Authors: Haoyi Zhu, Honghui Yang, Yating Wang, Jiange Yang, Limin Wang, Tong He
Abstract: In this paper, we introduce SPA, a novel representation learning framework
that emphasizes the importance of 3D spatial awareness in embodied AI. Our
approach leverages differentiable neural rendering on multi-view images to
endow a vanilla Vision Transformer (ViT) with intrinsic spatial understanding.

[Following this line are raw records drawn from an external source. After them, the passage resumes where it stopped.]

#[cfg(test)]
mod tests {
    use super::*;
    use crate::models::{
        Account, Flow, NotBlankTrimmedString, PositiveAmount, Tag, TransactionKind,
        TransactionTime, Transfer, Value,
    };
    use crate::storage::records::{AccountRecord, TagAssociationRecord, TagRecord};
    use crate::storage::table::MemoryTable;
    use crate::error::WalletError;
    use chrono::{Duration, TimeZone};
    use std::sync::atomic::{AtomicBool, Ordering};

    /// Link table whose writes can be switched off
    #[derive(Default)]
    struct FlakyLinks {
        rows: MemoryTable<TagAssociationRecord>,
        broken: AtomicBool,
    }

    impl FlakyLinks {
        fn check(&self) -> WalletResult<()> {
            if self.broken.load(Ordering::SeqCst) {
                return Err(WalletError::Storage("link table unavailable".into()));
            }
            Ok(())
        }
    }

    impl Table<TagAssociationRecord> for FlakyLinks {
        fn find_all(&self) -> WalletResult<Vec<TagAssociationRecord>> {
            self.rows.find_all()
        }

        fn find_by_id(&self, id: uuid::Uuid) -> WalletResult<Option<TagAssociationRecord>> {
            self.rows.find_by_id(id)
        }

        fn save(&self, record: TagAssociationRecord) -> WalletResult<()> {
            self.check()?;
            self.rows.save(record)
        }

        fn save_many(&self, records: Vec<TagAssociationRecord>) -> WalletResult<()> {
            self.check()?;
            self.rows.save_many(records)
        }

        fn delete_by_id(&self, id: uuid::Uuid) -> WalletResult<()> {
            self.check()?;
            self.rows.delete_by_id(id)
        }

        fn delete_all(&self) -> WalletResult<()> {
            self.check()?;
            self.rows.delete_all()
        }
    }

    struct Fixture {
        table: Arc<MemoryTable<TransactionRecord>>,
        tags: Arc<TagRepository>,
        cash: Account,
        savings: Account,
        repo: TransactionRepository,
    }

    fn fixture() -> Fixture {
        fixture_with_links(Box::new(MemoryTable::<TagAssociationRecord>::new()))
    }

    fn fixture_with_links(links: Box<dyn Table<TagAssociationRecord>>) -> Fixture {
        let accounts = Arc::new(AccountRepository::new(
            Box::new(MemoryTable::<AccountRecord>::new()),
            AssetCode::new("USD").unwrap(),
        ));
        let cash = Account::new(
            NotBlankTrimmedString::new("Cash").unwrap(),
            AssetCode::new("USD").unwrap(),
        );
        let savings = Account::new(
            NotBlankTrimmedString::new("Savings").unwrap(),
            AssetCode::new("EUR").unwrap(),
        );
        accounts
            .save_many(vec![cash.clone(), savings.clone()])
            .unwrap();

        let tags = Arc::new(TagRepository::new(
            Box::new(MemoryTable::<TagRecord>::new()),
            links,
        ));
        let table = Arc::new(MemoryTable::<TransactionRecord>::new());
        let repo = TransactionRepository::new(Box::new(table.clone()), accounts, tags.clone());

        Fixture {
            table,
            tags,
            cash,
            savings,
            repo,
        }
    }

    fn value(account: &Account, cents: i64) -> Value {
        Value::new(PositiveAmount::from_cents(cents).unwrap(), account.asset.clone())
    }

    fn at(day: u32) -> DateTime<Utc> {
        Utc.with_ymd_and_hms(2025, 2, day, 8, 0, 0).unwrap()
    }

    fn expense(fx: &Fixture, cents: i64, day: u32) -> Transaction {
        Transaction::new(
            TransactionKind::Expense(Flow::new(fx.cash.id, value(&fx.cash, cents))),
            TransactionTime::Actual(at(day)),
        )
    }

    #[test]
    fn test_save_then_find_by_id_served_from_memo() {
        let fx = fixture();
        let txn = expense(&fx, 5523, 3);
        fx.repo.save(txn.clone()).unwrap();

        let reads = fx.table.reads();
        assert_eq!(fx.repo.find_by_id(txn.id).unwrap(), Some(txn));
        assert_eq!(fx.table.reads(), reads);
    }

    #[test]
    fn test_find_all_newest_first() {
        let fx = fixture();
        fx.repo
            .save_many(vec![expense(&fx, 100, 1), expense(&fx, 200, 9), expense(&fx, 300, 5)])
            .unwrap();

        let days: Vec<_> = fx
            .repo
            .find_all(false)
            .unwrap()
            .iter()
            .map(|t| t.timestamp())
            .collect();
        assert_eq!(days, vec![at(9), at(5), at(1)]);
    }

    #[test]
    fn test_cold_repository_maps_with_account_assets_and_tags() {
        let fx = fixture();
        let trip = Tag::new(NotBlankTrimmedString::new("trip").unwrap());
        fx.tags.save(trip.clone()).unwrap();

        let transfer = Transfer::new(
            fx.cash.id,
            value(&fx.cash, 10000),
            fx.savings.id,
            value(&fx.savings, 9200),
        )
        .unwrap();
        let txn = Transaction::new(TransactionKind::Transfer(transfer), TransactionTime::Due(at(20)))
            .with_tags(vec![trip.id]);
        fx.repo.save(txn.clone()).unwrap();

        let accounts = Arc::new(AccountRepository::new(
            Box::new(MemoryTable::with_records(vec![
                crate::mapper::account::to_record(&fx.cash),
                crate::mapper::account::to_record(&fx.savings),
            ])),
            AssetCode::new("USD").unwrap(),
        ));
        let cold = TransactionRepository::new(Box::new(fx.table.clone()), accounts, fx.tags.clone());

        assert_eq!(cold.find_by_id(txn.id).unwrap(), Some(txn.clone()));
        assert_eq!(cold.find_all(false).unwrap(), vec![txn]);
    }

    #[test]
    fn test_record_with_unknown_account_is_dropped() {
        let fx = fixture();
        let good = expense(&fx, 100, 1);
        let mut orphan = to_record(&expense(&fx, 200, 2));
        orphan.account_id = uuid::Uuid::new_v4();

        fx.repo.save(good.clone()).unwrap();
        fx.table.save(orphan.clone()).unwrap();

        let cold = TransactionRepository::new(
            Box::new(fx.table.clone()),
            Arc::new(AccountRepository::new(
                Box::new(MemoryTable::with_records(vec![crate::mapper::account::to_record(
                    &fx.cash,
                )])),
                AssetCode::new("USD").unwrap(),
            )),
            fx.tags.clone(),
        );
        assert_eq!(cold.find_all(true).unwrap(), vec![good]);
        assert!(cold
            .find_by_id(TransactionId::from_uuid(orphan.id))
            .unwrap()
            .is_none());
    }

    #[test]
    fn test_save_syncs_tag_links_and_forget_tag() {
        let fx = fixture();
        let trip = Tag::new(NotBlankTrimmedString::new("trip").unwrap());
        fx.tags.save(trip.clone()).unwrap();

        let txn = expense(&fx, 100, 1).with_tags(vec![trip.id]);
        fx.repo.save(txn.clone()).unwrap();
        assert_eq!(fx.tags.find_by_association(txn.id.into()).unwrap(), vec![trip.id]);

        fx.tags.delete_by_id(trip.id).unwrap();
        fx.repo.forget_tag(trip.id).unwrap();

        assert!(fx.repo.find_by_id(txn.id).unwrap().unwrap().tags.is_empty());
    }

    #[test]
    fn test_time_range_and_account_queries() {
        let fx = fixture();
        let early = expense(&fx, 100, 1);
        let late = expense(&fx, 100, 10);
        fx.repo.save_many(vec![early.clone(), late]).unwrap();

        let in_range = fx
            .repo
            .find_by_time_range(at(1), at(1) + Duration::days(2))
            .unwrap();
        assert_eq!(in_range, vec![early]);
        assert_eq!(fx.repo.find_by_account(fx.cash.id).unwrap().len(), 2);
        assert!(fx.repo.find_by_account(fx.savings.id).unwrap().is_empty());
    }

    #[test]
    fn test_failed_tag_links_leave_stored_row_unchanged() {
        let links = Arc::new(FlakyLinks::default());
        let fx = fixture_with_links(Box::new(links.clone()));
        let trip = Tag::new(NotBlankTrimmedString::new("trip").unwrap());
        fx.tags.save(trip.clone()).unwrap();

        let original = expense(&fx, 100, 1);
        fx.repo.save(original.clone()).unwrap();

        links.broken.store(true, Ordering::SeqCst);
        let edited = original
            .clone()
            .with_title(NotBlankTrimmedString::optional(Some("Dinner")))
            .with_tags(vec![trip.id]);
        assert!(fx.repo.save(edited).is_err());

        assert_eq!(fx.repo.find_by_id(original.id).unwrap(), Some(original.clone()));
        assert_eq!(
            fx.table.find_by_id(*original.id.as_uuid()).unwrap(),
            Some(to_record(&original))
        );

        let fresh = expense(&fx, 300, 2).with_tags(vec![trip.id]);
        assert!(fx.repo.save_many(vec![fresh.clone()]).is_err());
        assert!(fx.table.find_by_id(*fresh.id.as_uuid()).unwrap().is_none());
        assert!(fx.repo.find_by_id(fresh.id).unwrap().is_none());

        links.broken.store(false, Ordering::SeqCst);
        assert_eq!(fx.repo.find_all(true).unwrap(), vec![original]);
    }
}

We present the most comprehensive evaluation of embodied representation
learning to date, covering 268 tasks across 8 simulators with diverse policies
in both single-task and language-conditioned multi-task scenarios. The results
are compelling: SPA consistently outperforms more than 10 state-of-the-art
representation methods, including those specifically designed for embodied AI,
vision-centric tasks, and multi-modal applications, while using less training
data. Furthermore, we conduct a series of real-world experiments to confirm its
effectiveness in practical scenarios. These results highlight the critical role
of 3D spatial awareness for embodied representation learning. Our strongest
model takes more than 6000 GPU hours to train and we are committed to
open-sourcing all code and model weights to foster future research in embodied
representation learning. Project Page: https://haoyizhu.github.io/spa/.
Source: http://arxiv.org/abs/2410.08208v1